When I graph it out, I can see what the behavior of the graph is, but my intuition is failing to grasp why it acts this way.
As $x\to 0$, $f(x) = \frac{1}{x} \sin(\frac{1}{x})$ only oscillates. If $\sin(\frac{1}{x})$ is bounded by $1$ and $-1$, and $\frac{1}{x}$ diverges to $\infty$, then why doesn't the whole function diverge? Shouldn't the divergence overwhelm the bounded sin function?
Then if we apply the absolute value, as $x\to 0$, $f(x) = |\frac{1}{x} \sin(\frac{1}{x})|$ now does diverge to $\infty$, but I don't understand what changed. $\sin$ now oscillates between $0$ and $1$, but somehow it is now overpowered by the divergence of $\frac{1}{x}$, where it wasn't before.
As to requested behaviour, then limit for both doesn't exist at $x \to 0$. Limit point 0 have both.
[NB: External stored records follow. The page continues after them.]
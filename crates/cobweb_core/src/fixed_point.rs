//! Fixed points by successive substitution (Picard iteration).

use crate::error::{Error, Result};
use crate::traits::Map;
use serde::{Deserialize, Serialize};

#[derive(Debug, Clone, Copy, PartialEq, Serialize, Deserialize)]
pub struct FixedPointSettings {
    /// Absolute tolerance on |f(y) - y| between successive iterates.
    pub tolerance: f64,
    /// Maximum number of substitution steps after the first evaluation.
    ///
    /// The cap is inclusive: exhaustion is reported once `iterations ==
    /// max_iter`, not after one more step as a `iter > max_iter` check would.
    pub max_iter: usize,
}

impl Default for FixedPointSettings {
    fn default() -> Self {
        Self {
            tolerance: 1e-11,
            max_iter: 10_000,
        }
    }
}

impl FixedPointSettings {
    pub fn validate(&self) -> Result<()> {
        if !self.tolerance.is_finite() || self.tolerance < 0.0 {
            return Err(Error::InvalidSettings {
                reason: "tolerance must be finite and non-negative",
            });
        }
        Ok(())
    }
}

/// Terminal state of the iteration.
#[derive(Debug, Clone, Copy, PartialEq, Eq, Serialize, Deserialize)]
pub enum Status {
    /// Successive iterates differ by at most the tolerance.
    Converged,
    /// The iteration cap was reached first; `value` is the last iterate.
    Exhausted,
}

#[derive(Debug, Clone, Copy, PartialEq, Serialize, Deserialize)]
pub struct FixedPointResult {
    pub status: Status,
    pub value: f64,
    pub iterations: usize,
}

impl FixedPointResult {
    pub fn converged(&self) -> bool {
        self.status == Status::Converged
    }

    /// The fixed point, or `Error::NonConvergence` if the cap was hit.
    pub fn into_result(self) -> Result<f64> {
        match self.status {
            Status::Converged => Ok(self.value),
            Status::Exhausted => Err(Error::NonConvergence {
                value: self.value,
                iterations: self.iterations,
            }),
        }
    }
}

/// Iterates `y <- f(y)` from `y0` until successive iterates are within
/// `settings.tolerance` or `settings.max_iter` substitutions have been made.
///
/// Hitting the cap is a normal outcome reported through [`Status::Exhausted`].
/// A NaN difference never counts as converged.
///
/// # Errors
///
/// Returns `Error::InvalidSettings` for a negative or non-finite tolerance.
pub fn solve<M: Map<f64> + ?Sized>(
    map: &M,
    y0: f64,
    settings: &FixedPointSettings,
) -> Result<FixedPointResult> {
    settings.validate()?;
    Ok(iterate(map, y0, settings))
}

/// [`solve`] with the default tolerance (1e-11) and cap (10000).
pub fn solve_default<M: Map<f64> + ?Sized>(map: &M, y0: f64) -> FixedPointResult {
    iterate(map, y0, &FixedPointSettings::default())
}

fn iterate<M: Map<f64> + ?Sized>(
    map: &M,
    y0: f64,
    settings: &FixedPointSettings,
) -> FixedPointResult {
    let mut y_old = y0;
    let mut y_new = map.apply(y0);
    let mut iterations = 0usize;

    let status = loop {
        if (y_new - y_old).abs() <= settings.tolerance {
            break Status::Converged;
        }
        if iterations >= settings.max_iter {
            break Status::Exhausted;
        }
        y_old = y_new;
        y_new = map.apply(y_new);
        iterations += 1;
    };

    match status {
        Status::Converged => {
            tracing::debug!(value = y_new, iterations, "fixed-point iteration converged");
        }
        Status::Exhausted => {
            tracing::warn!(
                value = y_new,
                iterations,
                residual = (y_new - y_old).abs(),
                tolerance = settings.tolerance,
                "fixed-point iteration exhausted without converging"
            );
        }
    }

    FixedPointResult {
        status,
        value: y_new,
        iterations,
    }
}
Difference is that for $\left|\frac{1}{x} \sin(\frac{1}{x})\right|$ we have limit point $+ \infty$ and for $\frac{1}{x} \sin(\frac{1}{x})$ we have limit points $\pm \infty$
By the way, imho, main difference seems that $\left|\frac{1}{x} \sin(\frac{1}{x})\right|$ have no derivative at $x=\frac{1}{\pi n}$.